My need to hold on is like my cancer journey: still a work in progress. I don’t know what the future holds. But if I can make this moment a little more pleasant instead of mourning all my losses, then I will consider that a victory.

Breast Changes, Revisted

One of the most popular posts on this site has been, “I Didn’t Expect THAT: Breast Changes“, so I thought it might be useful to revisit the subject now after a few years have passed since my initial lumpectomy for breast cancer.

Before my surgery, I had been frustrated by the lack of information about how much tissue would be removed along with my tumor. Or maybe I was just too afraid to search. In either case, I had prepared myself to lose a good chunk of my left breast. All the “after” photos of lumpectomies that I found on the internet were not pretty.

However, my tumor was only 1.6cm at its longest, and was on the outer upper quadrant of breast, and this turned out to offer me the best of all possibilities. There was amazingly little breast size lost. I was impressed. So was my surgeon.

So, fast forward to now, three and a half years down the road. The scars, one for the lumpectomy and the other for lymph node excision, remain very uninteresting in a good way. Only three sentinel lymph nodes were removed, and the scar for that sits up in my armpit. The lumpectomy scar is situated a bit further down and into the side of my breast. But it’s not obvious.

This is the original photo from my post on Nov 1, 2018, already over a year and a half since my surgery.
Three and a half years after surgery, today: the top scar is the lymph node excision, the bottom one is the lumpectomy.

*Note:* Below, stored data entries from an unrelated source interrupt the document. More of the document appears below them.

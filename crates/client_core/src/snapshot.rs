//! One-shot bulk reads establishing a view's baseline collection.

use async_trait::async_trait;
use serde::de::DeserializeOwned;
use serde_json::json;
use url::Url;

use shared::protocol::{Resource, SnapshotQuery};

use crate::SyncError;

#[async_trait]
pub trait SnapshotSource<R>: Send + Sync {
    async fn fetch(&self, query: &SnapshotQuery) -> Result<Vec<R>, SyncError>;
}

const ITEMS_QUERY: &str =
    "{ allZohoInventoryItems { itemId sku name status stockOnHand } }";

const ORDERS_QUERY: &str = "query GetSalesOrders($startDate: String, $endDate: String) \
     { allZohoInventorySalesOrders(startDate: $startDate, endDate: $endDate) \
     { salesorderId salesorderNumber date status lineItems } }";

/// Bulk reads via the dashboard backend's GraphQL endpoint.
pub struct GraphqlSnapshotSource {
    http: reqwest::Client,
    endpoint: Url,
    resource: Resource,
}

impl GraphqlSnapshotSource {
    pub fn new(base: &Url, resource: Resource) -> Self {
        let mut endpoint = base.clone();
        endpoint.set_path("/api_zoho/graphql/");
        Self {
            http: reqwest::Client::new(),
            endpoint,
            resource,
        }
    }

    fn query_document(&self) -> &'static str {
        match self.resource {
            Resource::InventoryItems => ITEMS_QUERY,
            Resource::SalesOrders => ORDERS_QUERY,
        }
    }
}

#[async_trait]
impl<R> SnapshotSource<R> for GraphqlSnapshotSource
where
    R: DeserializeOwned + Send + Sync + 'static,
{
    async fn fetch(&self, query: &SnapshotQuery) -> Result<Vec<R>, SyncError> {
        let body = json!({
            "query": self.query_document(),
            "variables": query,
        });
        let response = self
            .http
            .post(self.endpoint.clone())
            .json(&body)
            .send()
            .await?
            .error_for_status()?;
        let payload: serde_json::Value = response.json().await?;
        let rows = payload
            .get("data")
            .and_then(|data| data.get(self.resource.graphql_field()))
            .cloned()
            .ok_or_else(|| SyncError::MalformedSnapshot(self.resource.graphql_field()))?;
        Ok(serde_json::from_value(rows)?)
    }
}
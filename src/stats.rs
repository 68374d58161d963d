use alloy::primitives::{Address, U256};

/// One sequential redemption step. `balance_before` is the balance re-read
/// from the fresh fork (not the indexer's nominal figure); `redeemed` is the
/// observed delta on the same mutated session after the withdrawal call.
#[derive(Debug, Clone, PartialEq, Eq)]
pub struct DrainStep {
    pub account: Address,
    pub balance_before: U256,
    pub redeemed: U256,
}

/// Per-vault drain summary. `withdrawable_shares <= holder_shares` always:
/// a holder cannot redeem more than its balance.
#[derive(Debug, Clone, PartialEq, Eq)]
pub struct VaultSummary {
    pub vault: Address,
    pub total_supply: U256,
    /// Sum of corrected balances across the ranked holders.
    pub holder_shares: U256,
    /// Sum of what those holders actually redeemed, in order, against the
    /// shared fork state.
    pub withdrawable_shares: U256,
}

/// Fold per-step figures into one summary. Pure; a vault with no steps
/// carries no signal and yields `None` instead of a degenerate record.
pub fn summarize(vault: Address, total_supply: U256, steps: &[DrainStep]) -> Option<VaultSummary> {
    if steps.is_empty() {
        return None;
    }

    let mut holder_shares = U256::ZERO;
    let mut withdrawable_shares = U256::ZERO;
    for step in steps {
        holder_shares = holder_shares.saturating_add(step.balance_before);
        withdrawable_shares = withdrawable_shares.saturating_add(step.redeemed);
    }

    Some(VaultSummary {
        vault,
        total_supply,
        holder_shares,
        withdrawable_shares,
    })
}

#[cfg(test)]
mod tests {
    use super::*;

    fn step(balance: u64, redeemed: u64) -> DrainStep {
        DrainStep {
            account: Address::repeat_byte(0xe0),
            balance_before: U256::from(balance),
            redeemed: U256::from(redeemed),
        }
    }

    #[test]
    fn test_summarize_totals() {
        let vault = Address::repeat_byte(0xda);
        let steps = [step(1000, 1000), step(700, 700), step(2000, 2000), step(300, 300)];
        let summary = summarize(vault, U256::from(6000u64), &steps).expect("summary");
        assert_eq!(summary.total_supply, U256::from(6000u64));
        assert_eq!(summary.holder_shares, U256::from(4000u64));
        assert_eq!(summary.withdrawable_shares, U256::from(4000u64));
    }

    #[test]
    fn test_summarize_partial_redemptions() {
        let vault = Address::repeat_byte(0xda);
        let steps = [step(1000, 1000), step(1000, 500), step(2000, 2000), step(300, 0)];
        let summary = summarize(vault, U256::from(6000u64), &steps).expect("summary");
        assert_eq!(summary.holder_shares, U256::from(4300u64));
        assert_eq!(summary.withdrawable_shares, U256::from(3500u64));
    }

    #[test]
    fn test_summarize_empty_steps_yields_none() {
        assert!(summarize(Address::repeat_byte(0xda), U256::from(999u64), &[]).is_none());
    }

    #[test]
    fn test_summarize_zero_supply_is_not_an_error() {
        let summary =
            summarize(Address::repeat_byte(0xda), U256::ZERO, &[step(10, 10)]).expect("summary");
        assert_eq!(summary.total_supply, U256::ZERO);
    }
}
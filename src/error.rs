use thiserror::Error;

pub type Result<T> = std::result::Result<T, SentinelError>;

#[derive(Debug, Error)]
pub enum SentinelError {
    #[error("rpc error: {0}")]
    Rpc(#[from] RpcError),
    #[error("indexer error: {0}")]
    Indexer(#[from] IndexerError),
    #[error("configuration error: {0}")]
    Config(#[from] ConfigError),
    #[error("scan task failure: {0}")]
    Task(String),
}

#[derive(Debug, Error)]
pub enum RpcError {
    #[error("invalid URL `{url}`: {reason}")]
    InvalidUrl { url: String, reason: String },
    #[error("transport failure: {0}")]
    Transport(String),
    #[error("fork session failure: {0}")]
    Fork(String),
    #[error("unexpected call return data: {0}")]
    BadReturnData(String),
}

#[derive(Debug, Error)]
pub enum IndexerError {
    #[error("query failed after {attempts} attempts: {reason}")]
    Exhausted { attempts: u32, reason: String },
    #[error("malformed response: {0}")]
    Malformed(String),
}

#[derive(Debug, Error)]
pub enum ConfigError {
    #[error("missing required configuration: {0}")]
    Missing(String),
    #[error("invalid configuration: {0}")]
    Invalid(String),
}

/// Collapse RPC/transport error text into one log-friendly line. Raw provider
/// errors embed full response bodies and backtraces, which drown the scan log.
pub fn compact_error_message(message: &str, max_len: usize) -> String {
    let mut raw = message.to_string();
    if let Some((prefix, _)) = raw.split_once(" text: ") {
        raw = format!("{prefix} text=<omitted>");
    }
    if let Some((prefix, _)) = raw.split_once("Stack backtrace:") {
        raw = prefix.to_string();
    }

    let mut compact = String::with_capacity(raw.len().min(max_len.saturating_add(16)));
    let mut prev_ws = false;
    for ch in raw.chars() {
        if ch.is_whitespace() {
            if !prev_ws && !compact.is_empty() {
                compact.push(' ');
            }
            prev_ws = true;
            continue;
        }
        compact.push(ch);
        prev_ws = false;
        if compact.len() > max_len {
            break;
        }
    }
    if compact.len() <= max_len {
        compact
    } else {
        // Back off to a char boundary so multibyte text cannot panic.
        let mut cut = max_len;
        while cut > 0 && !compact.is_char_boundary(cut) {
            cut -= 1;
        }
        compact.truncate(cut);
        compact.push_str("...(truncated)");
        compact
    }
}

The biggest issue I have had with the lumpectomy scar is that the scar tissue there feels like a biggish lump itself. Not frightening for me anymore, but when I went to a new gynecologist who, I suspect, forgot that I had had breast cancer (HOW? That’s the main thing I talked about!), she felt that area and said, “Oh, there’s something here” in that ‘I’m-going-to-say-something-scary-in-a-calm-voice’ kind of way.

Yes, it was just my scar tissue, but for a split-second I wanted to let myself freak out. Didn’t, but wanted to.

Sorry about the headlights…I just wanted to show how “normal” the shape of my breasts is. The weird thing is that it’s actually my left breast that is a bit BIGGER now. Who would have expected that? (NOTE: my left breast is also turned towards the camera slightly, accentuating its size.)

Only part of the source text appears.